Problem: Find the lines of data that contain the string "GeoGateway", then list them.

(Given information)

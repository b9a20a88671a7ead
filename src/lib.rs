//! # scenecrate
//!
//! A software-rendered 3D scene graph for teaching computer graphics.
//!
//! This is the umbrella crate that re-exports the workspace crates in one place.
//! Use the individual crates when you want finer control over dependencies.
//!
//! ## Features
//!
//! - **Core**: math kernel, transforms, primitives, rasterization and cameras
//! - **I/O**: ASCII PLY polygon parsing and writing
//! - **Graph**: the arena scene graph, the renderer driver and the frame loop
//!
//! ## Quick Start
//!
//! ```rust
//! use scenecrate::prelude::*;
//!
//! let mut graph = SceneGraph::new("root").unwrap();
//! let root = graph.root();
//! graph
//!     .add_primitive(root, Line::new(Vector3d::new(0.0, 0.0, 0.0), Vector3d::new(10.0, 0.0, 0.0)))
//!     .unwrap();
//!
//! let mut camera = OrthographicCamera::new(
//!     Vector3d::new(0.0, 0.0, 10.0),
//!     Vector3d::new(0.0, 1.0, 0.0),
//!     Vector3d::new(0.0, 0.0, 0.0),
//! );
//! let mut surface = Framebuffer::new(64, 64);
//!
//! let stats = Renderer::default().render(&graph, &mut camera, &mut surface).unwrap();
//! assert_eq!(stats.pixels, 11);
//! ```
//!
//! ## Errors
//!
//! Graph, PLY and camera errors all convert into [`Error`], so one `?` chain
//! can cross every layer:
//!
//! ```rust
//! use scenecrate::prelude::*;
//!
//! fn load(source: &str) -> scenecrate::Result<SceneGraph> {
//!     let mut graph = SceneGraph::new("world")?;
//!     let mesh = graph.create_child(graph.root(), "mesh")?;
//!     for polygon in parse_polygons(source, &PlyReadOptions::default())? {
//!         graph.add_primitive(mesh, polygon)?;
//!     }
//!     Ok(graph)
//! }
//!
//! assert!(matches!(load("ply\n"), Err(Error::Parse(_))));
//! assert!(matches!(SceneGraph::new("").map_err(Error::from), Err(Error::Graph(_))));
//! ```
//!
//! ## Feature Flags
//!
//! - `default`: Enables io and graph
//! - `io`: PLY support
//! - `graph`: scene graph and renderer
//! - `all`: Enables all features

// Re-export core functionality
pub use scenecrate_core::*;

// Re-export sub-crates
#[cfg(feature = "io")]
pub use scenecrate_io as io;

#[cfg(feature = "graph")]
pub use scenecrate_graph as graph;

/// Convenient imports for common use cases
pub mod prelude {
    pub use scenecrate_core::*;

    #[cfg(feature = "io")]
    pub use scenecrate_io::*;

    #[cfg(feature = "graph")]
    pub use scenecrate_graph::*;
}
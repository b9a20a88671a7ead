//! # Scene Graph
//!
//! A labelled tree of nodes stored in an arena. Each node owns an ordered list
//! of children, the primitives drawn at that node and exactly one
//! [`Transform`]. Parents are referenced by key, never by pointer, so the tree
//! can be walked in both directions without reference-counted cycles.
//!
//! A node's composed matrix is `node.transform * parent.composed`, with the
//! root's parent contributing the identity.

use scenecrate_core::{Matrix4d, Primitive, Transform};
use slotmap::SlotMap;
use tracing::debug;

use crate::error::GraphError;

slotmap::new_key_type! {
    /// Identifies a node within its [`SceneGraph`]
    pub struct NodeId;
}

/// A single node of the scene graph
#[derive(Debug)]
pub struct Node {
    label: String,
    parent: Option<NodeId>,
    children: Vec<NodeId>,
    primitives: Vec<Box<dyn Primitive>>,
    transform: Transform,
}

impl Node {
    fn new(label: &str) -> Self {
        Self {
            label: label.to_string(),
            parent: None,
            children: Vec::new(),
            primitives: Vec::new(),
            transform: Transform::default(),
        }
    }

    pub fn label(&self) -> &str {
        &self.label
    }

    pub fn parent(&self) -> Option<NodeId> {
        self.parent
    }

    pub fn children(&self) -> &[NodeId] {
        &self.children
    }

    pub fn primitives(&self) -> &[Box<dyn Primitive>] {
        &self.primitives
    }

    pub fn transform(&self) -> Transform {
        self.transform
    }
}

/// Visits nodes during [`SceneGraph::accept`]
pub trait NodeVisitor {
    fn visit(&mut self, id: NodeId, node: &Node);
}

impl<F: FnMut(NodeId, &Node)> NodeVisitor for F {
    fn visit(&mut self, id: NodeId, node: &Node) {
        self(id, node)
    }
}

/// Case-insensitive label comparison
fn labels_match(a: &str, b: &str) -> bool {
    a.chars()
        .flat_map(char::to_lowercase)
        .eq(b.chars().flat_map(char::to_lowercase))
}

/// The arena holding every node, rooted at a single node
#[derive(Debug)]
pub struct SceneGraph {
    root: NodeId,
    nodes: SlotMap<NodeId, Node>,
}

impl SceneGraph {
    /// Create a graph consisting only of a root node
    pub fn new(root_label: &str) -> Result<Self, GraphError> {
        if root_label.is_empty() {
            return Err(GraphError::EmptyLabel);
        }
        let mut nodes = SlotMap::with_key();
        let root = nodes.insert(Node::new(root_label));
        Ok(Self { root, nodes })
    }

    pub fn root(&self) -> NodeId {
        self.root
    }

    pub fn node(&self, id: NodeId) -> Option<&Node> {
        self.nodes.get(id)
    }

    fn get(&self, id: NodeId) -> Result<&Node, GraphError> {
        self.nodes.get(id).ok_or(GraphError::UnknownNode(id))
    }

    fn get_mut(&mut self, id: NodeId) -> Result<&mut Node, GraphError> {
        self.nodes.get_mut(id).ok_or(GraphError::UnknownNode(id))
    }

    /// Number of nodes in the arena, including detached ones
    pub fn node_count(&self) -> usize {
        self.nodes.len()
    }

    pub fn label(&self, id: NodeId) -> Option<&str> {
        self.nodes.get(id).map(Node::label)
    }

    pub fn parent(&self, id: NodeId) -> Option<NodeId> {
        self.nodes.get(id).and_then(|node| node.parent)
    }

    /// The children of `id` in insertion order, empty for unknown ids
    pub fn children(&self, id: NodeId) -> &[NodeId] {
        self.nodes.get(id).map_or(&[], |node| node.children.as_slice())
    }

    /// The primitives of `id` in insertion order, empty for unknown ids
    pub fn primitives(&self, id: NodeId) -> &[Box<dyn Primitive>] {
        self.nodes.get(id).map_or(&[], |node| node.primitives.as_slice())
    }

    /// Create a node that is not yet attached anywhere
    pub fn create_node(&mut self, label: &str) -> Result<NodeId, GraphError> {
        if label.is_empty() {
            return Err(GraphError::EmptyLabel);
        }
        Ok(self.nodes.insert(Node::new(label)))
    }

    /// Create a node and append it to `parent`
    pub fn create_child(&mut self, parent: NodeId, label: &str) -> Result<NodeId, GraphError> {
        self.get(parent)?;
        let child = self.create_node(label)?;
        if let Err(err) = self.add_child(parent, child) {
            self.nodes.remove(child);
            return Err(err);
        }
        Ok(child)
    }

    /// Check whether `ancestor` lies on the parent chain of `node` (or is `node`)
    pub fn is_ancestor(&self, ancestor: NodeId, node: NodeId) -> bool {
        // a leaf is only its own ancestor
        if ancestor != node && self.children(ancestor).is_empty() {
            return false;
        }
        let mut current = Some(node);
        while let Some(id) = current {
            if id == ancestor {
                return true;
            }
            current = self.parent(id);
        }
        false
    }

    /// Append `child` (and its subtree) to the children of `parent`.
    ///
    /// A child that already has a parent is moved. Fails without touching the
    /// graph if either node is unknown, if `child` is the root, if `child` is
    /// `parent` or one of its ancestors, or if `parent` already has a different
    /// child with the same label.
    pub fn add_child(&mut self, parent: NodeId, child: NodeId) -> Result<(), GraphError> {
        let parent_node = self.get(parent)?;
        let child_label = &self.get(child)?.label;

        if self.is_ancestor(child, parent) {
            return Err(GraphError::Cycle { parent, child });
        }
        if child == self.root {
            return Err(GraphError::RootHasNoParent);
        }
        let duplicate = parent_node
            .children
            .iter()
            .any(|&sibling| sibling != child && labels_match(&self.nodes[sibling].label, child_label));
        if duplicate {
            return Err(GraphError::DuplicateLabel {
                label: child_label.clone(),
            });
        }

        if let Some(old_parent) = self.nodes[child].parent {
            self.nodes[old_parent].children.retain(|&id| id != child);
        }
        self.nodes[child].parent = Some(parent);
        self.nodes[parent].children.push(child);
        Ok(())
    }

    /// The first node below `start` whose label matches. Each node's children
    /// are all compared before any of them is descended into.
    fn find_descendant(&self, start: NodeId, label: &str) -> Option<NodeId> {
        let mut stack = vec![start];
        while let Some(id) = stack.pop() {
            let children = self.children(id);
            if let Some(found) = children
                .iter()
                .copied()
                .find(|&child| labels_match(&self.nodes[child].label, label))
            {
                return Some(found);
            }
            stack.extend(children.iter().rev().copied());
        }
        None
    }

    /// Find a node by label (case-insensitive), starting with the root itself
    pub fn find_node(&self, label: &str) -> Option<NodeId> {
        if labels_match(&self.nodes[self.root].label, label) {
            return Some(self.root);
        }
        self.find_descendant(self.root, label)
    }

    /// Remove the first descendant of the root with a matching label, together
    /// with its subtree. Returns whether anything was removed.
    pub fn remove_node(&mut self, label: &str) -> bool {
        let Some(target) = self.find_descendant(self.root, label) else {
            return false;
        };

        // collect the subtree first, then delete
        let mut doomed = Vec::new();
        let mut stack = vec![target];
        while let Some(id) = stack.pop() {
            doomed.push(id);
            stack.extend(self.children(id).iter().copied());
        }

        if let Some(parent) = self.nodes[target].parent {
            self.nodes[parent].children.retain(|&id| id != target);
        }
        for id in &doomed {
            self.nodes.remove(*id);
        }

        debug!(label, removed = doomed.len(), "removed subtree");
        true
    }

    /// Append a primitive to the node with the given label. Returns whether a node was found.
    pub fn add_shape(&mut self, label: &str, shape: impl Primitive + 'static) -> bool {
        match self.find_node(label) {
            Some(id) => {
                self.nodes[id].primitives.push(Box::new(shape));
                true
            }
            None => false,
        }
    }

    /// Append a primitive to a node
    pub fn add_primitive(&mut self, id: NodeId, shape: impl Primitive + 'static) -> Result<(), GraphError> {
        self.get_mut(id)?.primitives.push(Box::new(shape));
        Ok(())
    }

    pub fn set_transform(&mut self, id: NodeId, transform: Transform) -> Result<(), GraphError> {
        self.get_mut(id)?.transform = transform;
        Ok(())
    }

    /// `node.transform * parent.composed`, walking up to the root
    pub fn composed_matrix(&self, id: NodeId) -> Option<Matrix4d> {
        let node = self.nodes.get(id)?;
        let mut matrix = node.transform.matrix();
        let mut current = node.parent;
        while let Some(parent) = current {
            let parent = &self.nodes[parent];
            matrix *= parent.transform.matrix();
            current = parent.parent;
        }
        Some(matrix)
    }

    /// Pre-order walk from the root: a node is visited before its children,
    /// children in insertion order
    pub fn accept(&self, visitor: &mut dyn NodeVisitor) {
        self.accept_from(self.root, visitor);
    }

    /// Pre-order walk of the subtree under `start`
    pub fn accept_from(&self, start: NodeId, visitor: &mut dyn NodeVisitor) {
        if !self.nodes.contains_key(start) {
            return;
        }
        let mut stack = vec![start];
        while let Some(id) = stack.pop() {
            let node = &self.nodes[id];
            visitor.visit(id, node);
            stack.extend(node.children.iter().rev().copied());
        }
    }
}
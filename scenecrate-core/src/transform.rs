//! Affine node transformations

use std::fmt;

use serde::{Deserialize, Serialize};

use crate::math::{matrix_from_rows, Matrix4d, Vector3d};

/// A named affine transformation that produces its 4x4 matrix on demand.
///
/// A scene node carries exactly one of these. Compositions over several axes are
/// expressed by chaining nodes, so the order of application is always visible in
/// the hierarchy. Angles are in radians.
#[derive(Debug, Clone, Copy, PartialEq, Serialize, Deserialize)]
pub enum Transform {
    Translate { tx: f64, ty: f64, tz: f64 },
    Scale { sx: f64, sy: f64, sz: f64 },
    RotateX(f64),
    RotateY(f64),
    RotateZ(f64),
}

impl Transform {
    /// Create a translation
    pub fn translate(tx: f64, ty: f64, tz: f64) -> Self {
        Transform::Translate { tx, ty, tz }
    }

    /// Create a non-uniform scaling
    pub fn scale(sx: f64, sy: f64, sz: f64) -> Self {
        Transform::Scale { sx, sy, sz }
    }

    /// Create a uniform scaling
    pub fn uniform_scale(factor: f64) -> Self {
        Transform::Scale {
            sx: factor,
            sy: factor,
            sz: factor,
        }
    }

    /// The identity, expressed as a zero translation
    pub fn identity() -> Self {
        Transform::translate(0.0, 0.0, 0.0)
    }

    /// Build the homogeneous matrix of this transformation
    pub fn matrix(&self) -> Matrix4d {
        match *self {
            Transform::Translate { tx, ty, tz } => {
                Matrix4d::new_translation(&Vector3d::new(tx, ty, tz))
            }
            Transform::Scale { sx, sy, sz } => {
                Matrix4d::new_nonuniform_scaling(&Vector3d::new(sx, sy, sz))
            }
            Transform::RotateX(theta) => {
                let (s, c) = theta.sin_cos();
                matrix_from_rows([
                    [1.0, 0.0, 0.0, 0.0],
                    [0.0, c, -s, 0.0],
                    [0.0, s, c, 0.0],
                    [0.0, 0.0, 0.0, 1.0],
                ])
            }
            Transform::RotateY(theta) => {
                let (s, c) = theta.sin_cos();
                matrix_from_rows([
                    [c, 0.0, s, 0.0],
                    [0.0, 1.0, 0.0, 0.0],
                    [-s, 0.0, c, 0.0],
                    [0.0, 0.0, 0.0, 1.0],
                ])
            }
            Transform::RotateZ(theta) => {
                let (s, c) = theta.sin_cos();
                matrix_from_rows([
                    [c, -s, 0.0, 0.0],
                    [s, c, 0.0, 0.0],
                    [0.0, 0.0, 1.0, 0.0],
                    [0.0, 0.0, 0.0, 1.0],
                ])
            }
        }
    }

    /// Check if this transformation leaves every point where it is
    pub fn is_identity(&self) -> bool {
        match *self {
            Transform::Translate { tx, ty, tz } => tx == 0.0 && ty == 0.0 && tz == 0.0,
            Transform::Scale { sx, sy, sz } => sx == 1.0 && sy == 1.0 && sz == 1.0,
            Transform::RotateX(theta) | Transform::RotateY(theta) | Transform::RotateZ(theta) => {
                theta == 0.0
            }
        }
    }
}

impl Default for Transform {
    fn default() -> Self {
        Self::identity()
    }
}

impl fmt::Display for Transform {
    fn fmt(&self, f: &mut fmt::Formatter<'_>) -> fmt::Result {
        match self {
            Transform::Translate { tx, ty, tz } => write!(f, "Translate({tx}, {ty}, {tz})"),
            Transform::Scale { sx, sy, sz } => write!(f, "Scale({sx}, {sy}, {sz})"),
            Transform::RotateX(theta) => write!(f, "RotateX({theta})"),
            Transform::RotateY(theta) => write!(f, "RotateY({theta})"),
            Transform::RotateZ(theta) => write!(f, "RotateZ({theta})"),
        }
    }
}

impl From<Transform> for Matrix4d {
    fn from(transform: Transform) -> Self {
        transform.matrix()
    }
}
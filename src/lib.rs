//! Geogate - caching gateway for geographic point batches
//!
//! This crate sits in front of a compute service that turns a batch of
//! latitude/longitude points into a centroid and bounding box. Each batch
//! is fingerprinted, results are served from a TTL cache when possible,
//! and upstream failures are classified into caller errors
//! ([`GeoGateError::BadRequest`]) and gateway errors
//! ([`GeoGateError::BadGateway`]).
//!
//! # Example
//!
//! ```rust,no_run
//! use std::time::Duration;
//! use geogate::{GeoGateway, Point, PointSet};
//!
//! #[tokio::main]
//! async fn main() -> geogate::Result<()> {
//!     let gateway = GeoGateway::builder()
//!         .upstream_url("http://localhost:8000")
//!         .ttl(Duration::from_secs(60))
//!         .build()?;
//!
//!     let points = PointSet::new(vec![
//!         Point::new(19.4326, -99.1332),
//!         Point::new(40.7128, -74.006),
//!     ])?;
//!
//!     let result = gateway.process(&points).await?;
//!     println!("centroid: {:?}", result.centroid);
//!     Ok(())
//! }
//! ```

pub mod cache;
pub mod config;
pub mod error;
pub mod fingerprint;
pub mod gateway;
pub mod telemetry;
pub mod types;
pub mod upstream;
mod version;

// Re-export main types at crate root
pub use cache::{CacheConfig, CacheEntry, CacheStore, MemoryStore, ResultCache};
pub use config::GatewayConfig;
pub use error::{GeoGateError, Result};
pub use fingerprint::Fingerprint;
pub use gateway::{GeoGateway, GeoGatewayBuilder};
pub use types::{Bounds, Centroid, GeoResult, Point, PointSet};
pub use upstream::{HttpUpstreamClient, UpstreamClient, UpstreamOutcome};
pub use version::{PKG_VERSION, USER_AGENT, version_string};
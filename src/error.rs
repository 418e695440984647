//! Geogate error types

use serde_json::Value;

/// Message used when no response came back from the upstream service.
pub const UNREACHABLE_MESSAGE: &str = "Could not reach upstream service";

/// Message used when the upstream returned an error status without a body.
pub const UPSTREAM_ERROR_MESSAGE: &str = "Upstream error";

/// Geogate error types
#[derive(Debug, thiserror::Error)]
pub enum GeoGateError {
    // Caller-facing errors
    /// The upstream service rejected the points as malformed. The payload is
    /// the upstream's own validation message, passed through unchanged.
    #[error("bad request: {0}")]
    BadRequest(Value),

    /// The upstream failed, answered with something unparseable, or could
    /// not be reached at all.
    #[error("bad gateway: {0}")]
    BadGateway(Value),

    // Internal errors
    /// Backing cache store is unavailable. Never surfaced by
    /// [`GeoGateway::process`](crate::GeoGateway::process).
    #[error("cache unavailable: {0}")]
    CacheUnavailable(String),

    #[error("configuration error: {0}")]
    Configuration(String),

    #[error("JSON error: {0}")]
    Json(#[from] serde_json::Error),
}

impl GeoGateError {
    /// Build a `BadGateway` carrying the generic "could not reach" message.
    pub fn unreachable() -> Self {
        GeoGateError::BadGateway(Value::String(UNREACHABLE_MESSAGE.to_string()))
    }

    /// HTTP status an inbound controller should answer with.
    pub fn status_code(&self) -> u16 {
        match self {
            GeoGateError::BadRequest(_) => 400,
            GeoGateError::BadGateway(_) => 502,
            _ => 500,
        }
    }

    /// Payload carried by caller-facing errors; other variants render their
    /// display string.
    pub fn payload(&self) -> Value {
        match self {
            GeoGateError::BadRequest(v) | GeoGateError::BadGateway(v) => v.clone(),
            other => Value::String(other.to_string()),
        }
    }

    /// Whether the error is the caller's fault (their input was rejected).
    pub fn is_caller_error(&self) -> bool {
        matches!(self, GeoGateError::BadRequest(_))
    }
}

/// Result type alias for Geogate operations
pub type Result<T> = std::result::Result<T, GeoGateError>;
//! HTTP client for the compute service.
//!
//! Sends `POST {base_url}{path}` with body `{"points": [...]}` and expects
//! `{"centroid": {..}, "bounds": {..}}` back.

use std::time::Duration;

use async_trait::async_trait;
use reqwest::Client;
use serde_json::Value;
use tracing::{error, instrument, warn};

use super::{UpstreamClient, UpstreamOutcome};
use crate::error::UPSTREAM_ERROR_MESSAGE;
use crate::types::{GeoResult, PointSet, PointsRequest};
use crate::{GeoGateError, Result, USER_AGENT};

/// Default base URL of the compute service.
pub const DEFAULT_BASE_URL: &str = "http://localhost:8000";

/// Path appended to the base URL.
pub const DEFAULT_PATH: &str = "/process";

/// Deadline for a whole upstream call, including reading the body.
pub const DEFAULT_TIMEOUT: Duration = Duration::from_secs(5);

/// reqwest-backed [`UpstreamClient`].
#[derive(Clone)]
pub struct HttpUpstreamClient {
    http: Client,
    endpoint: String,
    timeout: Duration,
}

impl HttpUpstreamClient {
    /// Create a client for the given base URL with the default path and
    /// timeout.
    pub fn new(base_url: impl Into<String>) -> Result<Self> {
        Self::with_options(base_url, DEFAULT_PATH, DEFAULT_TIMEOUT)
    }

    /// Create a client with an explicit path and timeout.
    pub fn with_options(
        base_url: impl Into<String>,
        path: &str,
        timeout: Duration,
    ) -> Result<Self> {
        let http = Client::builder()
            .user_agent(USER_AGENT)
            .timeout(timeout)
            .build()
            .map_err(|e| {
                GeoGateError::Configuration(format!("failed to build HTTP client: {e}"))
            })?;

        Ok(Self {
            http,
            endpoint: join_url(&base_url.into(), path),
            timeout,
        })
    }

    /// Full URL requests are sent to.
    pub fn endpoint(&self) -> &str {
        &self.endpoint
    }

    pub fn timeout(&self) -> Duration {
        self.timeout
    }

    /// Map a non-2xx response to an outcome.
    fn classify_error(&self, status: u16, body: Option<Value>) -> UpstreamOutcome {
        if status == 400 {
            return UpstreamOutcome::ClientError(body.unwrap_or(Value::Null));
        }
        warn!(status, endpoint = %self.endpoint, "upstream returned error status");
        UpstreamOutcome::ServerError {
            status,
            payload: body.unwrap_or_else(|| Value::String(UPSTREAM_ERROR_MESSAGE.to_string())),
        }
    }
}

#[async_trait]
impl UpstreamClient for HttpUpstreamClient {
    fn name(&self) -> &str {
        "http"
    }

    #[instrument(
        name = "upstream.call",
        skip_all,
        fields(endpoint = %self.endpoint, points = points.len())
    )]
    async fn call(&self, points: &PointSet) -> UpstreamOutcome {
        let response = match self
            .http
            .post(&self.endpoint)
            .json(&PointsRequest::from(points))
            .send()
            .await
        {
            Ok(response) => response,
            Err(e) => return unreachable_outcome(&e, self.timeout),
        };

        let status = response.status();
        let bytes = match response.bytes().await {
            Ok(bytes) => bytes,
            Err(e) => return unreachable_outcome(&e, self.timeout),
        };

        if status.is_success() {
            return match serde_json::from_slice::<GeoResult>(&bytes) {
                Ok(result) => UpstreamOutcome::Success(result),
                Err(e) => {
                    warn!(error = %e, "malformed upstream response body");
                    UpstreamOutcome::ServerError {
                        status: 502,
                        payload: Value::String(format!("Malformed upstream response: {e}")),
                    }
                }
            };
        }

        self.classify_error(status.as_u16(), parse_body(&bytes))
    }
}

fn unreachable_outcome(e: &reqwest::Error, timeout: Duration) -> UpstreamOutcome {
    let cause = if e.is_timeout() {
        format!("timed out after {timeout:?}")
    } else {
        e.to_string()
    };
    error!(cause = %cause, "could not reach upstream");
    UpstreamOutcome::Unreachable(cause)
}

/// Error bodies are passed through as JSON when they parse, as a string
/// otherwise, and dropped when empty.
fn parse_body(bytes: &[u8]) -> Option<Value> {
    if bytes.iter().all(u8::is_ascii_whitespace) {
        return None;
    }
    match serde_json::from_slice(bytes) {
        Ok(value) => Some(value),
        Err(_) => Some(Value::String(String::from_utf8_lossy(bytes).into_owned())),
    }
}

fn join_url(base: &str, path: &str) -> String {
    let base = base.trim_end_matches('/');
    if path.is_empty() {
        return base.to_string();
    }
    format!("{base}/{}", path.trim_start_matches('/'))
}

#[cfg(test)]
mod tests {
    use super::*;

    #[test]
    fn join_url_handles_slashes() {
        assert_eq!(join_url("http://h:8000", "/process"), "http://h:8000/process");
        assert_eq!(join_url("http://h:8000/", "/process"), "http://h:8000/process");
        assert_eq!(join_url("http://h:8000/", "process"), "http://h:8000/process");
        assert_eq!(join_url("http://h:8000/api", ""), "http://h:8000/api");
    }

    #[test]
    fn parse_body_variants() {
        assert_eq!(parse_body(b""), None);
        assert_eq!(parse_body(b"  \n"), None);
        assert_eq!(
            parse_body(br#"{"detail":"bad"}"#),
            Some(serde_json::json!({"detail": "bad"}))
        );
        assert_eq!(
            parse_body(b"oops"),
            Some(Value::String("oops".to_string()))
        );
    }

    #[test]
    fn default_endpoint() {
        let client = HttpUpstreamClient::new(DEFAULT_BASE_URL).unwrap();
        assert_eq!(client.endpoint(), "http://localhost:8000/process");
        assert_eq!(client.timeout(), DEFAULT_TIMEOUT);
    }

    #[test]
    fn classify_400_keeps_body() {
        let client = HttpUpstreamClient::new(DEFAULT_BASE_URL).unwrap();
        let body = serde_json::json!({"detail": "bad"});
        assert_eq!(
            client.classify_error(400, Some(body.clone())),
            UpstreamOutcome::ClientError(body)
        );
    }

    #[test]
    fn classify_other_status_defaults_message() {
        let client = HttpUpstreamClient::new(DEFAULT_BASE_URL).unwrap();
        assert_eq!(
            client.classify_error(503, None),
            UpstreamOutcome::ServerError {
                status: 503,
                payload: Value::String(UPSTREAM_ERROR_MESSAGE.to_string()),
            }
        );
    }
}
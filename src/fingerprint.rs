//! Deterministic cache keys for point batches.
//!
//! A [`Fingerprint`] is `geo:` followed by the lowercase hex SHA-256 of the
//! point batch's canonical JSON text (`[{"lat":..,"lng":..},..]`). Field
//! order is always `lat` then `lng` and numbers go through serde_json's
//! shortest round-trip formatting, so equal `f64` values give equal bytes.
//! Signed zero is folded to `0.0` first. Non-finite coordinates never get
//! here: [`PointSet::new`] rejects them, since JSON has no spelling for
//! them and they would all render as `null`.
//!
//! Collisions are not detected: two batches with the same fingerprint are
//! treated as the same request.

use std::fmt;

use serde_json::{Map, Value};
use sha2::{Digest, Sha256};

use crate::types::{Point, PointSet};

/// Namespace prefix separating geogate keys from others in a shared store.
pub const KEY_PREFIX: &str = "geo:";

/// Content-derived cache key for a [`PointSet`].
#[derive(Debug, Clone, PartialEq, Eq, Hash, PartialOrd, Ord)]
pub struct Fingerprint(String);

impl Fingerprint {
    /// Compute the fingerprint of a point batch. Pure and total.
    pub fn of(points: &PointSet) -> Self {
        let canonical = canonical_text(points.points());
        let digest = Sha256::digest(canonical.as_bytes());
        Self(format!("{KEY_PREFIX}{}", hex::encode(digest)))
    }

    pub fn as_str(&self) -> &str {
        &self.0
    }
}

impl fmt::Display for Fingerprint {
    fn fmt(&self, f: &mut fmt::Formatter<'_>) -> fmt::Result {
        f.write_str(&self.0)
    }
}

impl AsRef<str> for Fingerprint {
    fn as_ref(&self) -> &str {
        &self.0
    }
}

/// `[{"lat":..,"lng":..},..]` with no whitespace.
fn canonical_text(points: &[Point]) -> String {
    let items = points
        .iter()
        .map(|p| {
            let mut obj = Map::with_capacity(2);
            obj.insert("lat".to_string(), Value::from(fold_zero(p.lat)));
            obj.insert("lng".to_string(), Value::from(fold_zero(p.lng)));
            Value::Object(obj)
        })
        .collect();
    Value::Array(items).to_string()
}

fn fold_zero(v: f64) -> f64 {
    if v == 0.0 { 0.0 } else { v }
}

(End Given information)

Output for this task:
//! use geogate::{GeoGateway, Point, PointSet};
//!     let gateway = GeoGateway::builder()
pub use gateway::{GeoGateway, GeoGatewayBuilder};
    /// [`GeoGateway::process`](crate::GeoGateway::process).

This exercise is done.